Economic Calendar

Thursday, November 13, 2008

Credit-Crunch Villains Pass the Buck, Party On: Mark Gilbert

Share this history on :

Commentary by Mark Gilbert

Nov. 13 (Bloomberg) -- The great and the good of capitalism and free markets held a requiem dinner for the global financial system at a secret hideaway this week. As the waiter decanted a fresh bottle of 1985 Chateau Margaux, the blame game began.

``I blame the central banks,'' growled the bond trader, stabbing the air with a forkful of raw steak. ``If Alan Greenspan hadn't kept interest rates so low at the start of this decade, we wouldn't be in this mess. Talk about refilling the punch bowl when the party guests are already as drunk as skunks!''

``We told you we were not in the business of identifying bubbles, let alone trying to puncture them,'' replied the central banker, nibbling at a lettuce leaf. ``We warned you that credit spreads, emerging-market yields and volatility in stocks and bonds were all too low, and that you were under-pricing risk.''

The central banker took a sip from his refilled wine glass. ``Can you imagine the outcry if we had tried to halt the explosion in home ownership? I think you'll find that the true villains are the mortgage lenders; if they hadn't trashed their standards with self-certified and liar loans, the crisis in the housing market would have remained self-contained.''

``That's not fair,'' said the mortgage originator. ``We weren't on a level playing field. Fannie Mae and Freddie Mac were using their implicit government guarantee to distort competition in home loans. We were forced to take on more subprime borrowers just to stay in the game; if it hadn't been for all those clever derivatives products, we would never have been able to recycle all that toxic waste and keep the pyramid scheme afloat.''

Above Board

``Ah, the derivatives bogeyman,'' chuckled the structured- finance specialist. ``Listen, derivatives don't kill markets. Markets kill markets. Everything we did was designed to promote efficiency by allowing investors to disaggregate their risks. I can show you the bills from my lawyers to prove that every product we invented was legitimate.''

``All we did was offer advice on the best method of structuring securitization transactions,'' the capital-markets lawyer said. ``There would never have been a market for the racier collateralized-debt obligations if the rating companies had done proper due diligence, instead of slapping AAA ratings on anything and everything that offered to pay them a fee.''

``You can hardly expect the finest minds in finance to come and work for us when they can earn gazillion-dollar bonuses doing the same work for an investment bank,'' said the credit-rating assessor. ``We relied on the computer models that the banks helped us build, and those models turned out to be, shall we say, less than perfect. Besides, everything was fine until the money- markets froze. The problem wasn't over-optimistic ratings, it was an over-reliance on wholesale markets to fund leverage.''

On the Hook

The waiter cleared away the dinner plates. The diners all declined dessert -- ``Humble pie?
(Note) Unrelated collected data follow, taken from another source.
use std::fmt;
use std::str::FromStr;

use serde::Serialize;

use super::error::AppError;

/// Outcome severity of a per-role step.
#[derive(Debug, Clone, Copy, PartialEq, Eq, Hash, Serialize)]
#[serde(rename_all = "lowercase")]
pub enum Severity {
    Ok,
    Skipped,
    Changed,
    Failed,
}

/// Terminal color attached to a severity.
#[derive(Debug, Clone, Copy, PartialEq, Eq)]
pub enum Color {
    Green,
    Cyan,
    Yellow,
    Red,
}

impl Severity {
    pub const ALL: [Severity; 4] =
        [Severity::Ok, Severity::Skipped, Severity::Changed, Severity::Failed];

    pub fn as_str(&self) -> &'static str {
        match self {
            Severity::Ok => "ok",
            Severity::Skipped => "skipped",
            Severity::Changed => "changed",
            Severity::Failed => "failed",
        }
    }
}

impl fmt::Display for Severity {
    fn fmt(&self, f: &mut fmt::Formatter<'_>) -> fmt::Result {
        f.write_str(self.as_str())
    }
}

impl FromStr for Severity {
    type Err = AppError;

    fn from_str(s: &str) -> Result<Self, Self::Err> {
        Severity::ALL
            .into_iter()
            .find(|severity| severity.as_str() == s)
            .ok_or_else(|| AppError::UnknownSeverity(s.to_string()))
    }
}

impl Color {
    pub fn as_str(&self) -> &'static str {
        match self {
            Color::Green => "green",
            Color::Cyan => "cyan",
            Color::Yellow => "yellow",
            Color::Red => "red",
        }
    }
}

impl From<Color> for colored::Color {
    fn from(color: Color) -> Self {
        match color {
            Color::Green => colored::Color::Green,
            Color::Cyan => colored::Color::Cyan,
            Color::Yellow => colored::Color::Yellow,
            Color::Red => colored::Color::Red,
        }
    }
}

#[cfg(test)]
mod tests {
    use super::*;

    #[test]
    fn parses_known_severities() {
        assert_eq!("changed".parse::<Severity>().unwrap(), Severity::Changed);
        assert_eq!("failed".parse::<Severity>().unwrap(), Severity::Failed);
    }

    #[test]
    fn rejects_unknown_severity() {
        let err = "warning".parse::<Severity>().unwrap_err();
        assert!(matches!(err, AppError::UnknownSeverity(name) if name == "warning"));
    }
}
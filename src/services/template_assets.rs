use include_dir::{Dir, DirEntry, include_dir};

use crate::domain::AppError;

static TEMPLATES_DIR: Dir = include_dir!("$CARGO_MANIFEST_DIR/src/assets/templates");

pub const README_TEMPLATE: &str = "README.md.j2";
pub const META_TEMPLATE: &str = "meta/main.yml.j2";
const SKELETON_DIR: &str = "role";
const TEMPLATE_SUFFIX: &str = ".j2";

/// A skeleton file written into every new role.
#[derive(Debug, Clone, PartialEq, Eq)]
pub struct SkeletonFile {
    /// Destination relative to the role root, e.g. `tasks/main.yml`.
    pub target: String,
    /// Name of the template the content is rendered from.
    pub template_name: String,
    pub template: &'static str,
}

/// Templates compiled into the binary.
#[derive(Debug, Clone, Copy, Default)]
pub struct EmbeddedTemplates;

impl EmbeddedTemplates {
    pub fn new() -> Self {
        Self
    }

    pub fn get(&self, name: &str) -> Result<&'static str, AppError> {
        TEMPLATES_DIR
            .get_file(name)
            .and_then(|file| file.contents_utf8())
            .ok_or_else(|| AppError::template(name, "embedded template not found"))
    }

    /// Skeleton files for `init`, sorted by destination.
    pub fn skeleton(&self) -> Vec<SkeletonFile> {
        let mut files = Vec::new();
        if let Some(dir) = TEMPLATES_DIR.get_dir(SKELETON_DIR) {
            collect_files(dir, &mut files);
        }
        files.sort_by(|a, b| a.target.cmp(&b.target));
        files
    }
}

fn collect_files(dir: &'static Dir, files: &mut Vec<SkeletonFile>) {
    for entry in dir.entries() {
        match entry {
            DirEntry::File(file) => {
                let Some(content) = file.contents_utf8() else {
                    continue;
                };
                let template_name = file.path().to_string_lossy().replace('\\', "/");
                let relative = template_name
                    .strip_prefix(&format!("{}/", SKELETON_DIR))
                    .unwrap_or(&template_name);
                let target = relative.strip_suffix(TEMPLATE_SUFFIX).unwrap_or(relative).to_string();
                files.push(SkeletonFile { target, template_name, template: content });
            }
            DirEntry::Dir(subdir) => collect_files(subdir, files),
        }
    }
}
No, thanks.'' -- agreeing instead that a couple of bottles of 1982 Chateau d'Yquem would round off the evening nicely.

``I'd never even heard of Structured Investment Vehicles until they started to blow up,'' said the central banker. ``We believed the banks when they said their business model was based on originate-to-distribute; how were we to know that once the music stopped, they were still on the hook for trillions of dollars of liabilities they'd slipped off the balance sheets?''

``Look, domestic savings rates just weren't high enough to provide the kind of leverage we needed to juice our returns to match those of our peers,'' said the commercial banker. ``We had to rely on money-market funds, rather than our deposit base. And the money markets wouldn't have frozen if it hadn't been for those ridiculous mark-to-market rules forcing all of us to prematurely disclose that we owned huge piles of securities that were rotting, before prices had any chance to recover.''

Capital Inadequacy

``We gave you plenty of leeway to play fast and loose with the truth so that you could stay solvent,'' said the regulator. ``Besides, you were just doing your job of maximizing returns to shareholders. If those greedy investors hadn't forced you to take on more risk, our rules on capital would have been more than adequate to keep the banking system solvent.''

``How on Earth was I supposed to fund the retirements of thousands of ex-employees when returns were collapsing simultaneously in every market?'' asked the pension-fund manager. ``Of course we wanted the banks to work their capital harder. We were in the same boat, trying to move money into new arenas to make a buck or three. We bought derivatives, commodities, we even held our noses and gave money to the hedge funds. That didn't turn out to be such a good idea.''

``Hey, we warned you there would be times like this,'' said the hedge-fund manager. ``If you want years when we deliver 50 percent, 60 percent returns, you have to expect periods when we will lose 20 or 25 percent of your money. You won't see us lining up with our begging bowls at the government bailout window.''

The waiter coughed, proffering a slim leather folder containing the reckoning for the evening's entertainment.

``You are a taxpayer, I take it?'' asked the investment banker. The waiter nodded. ``In which case, we were rather hoping you would foot the bill.''

(Mark Gilbert is a Bloomberg News columnist. The opinions expressed are his own.)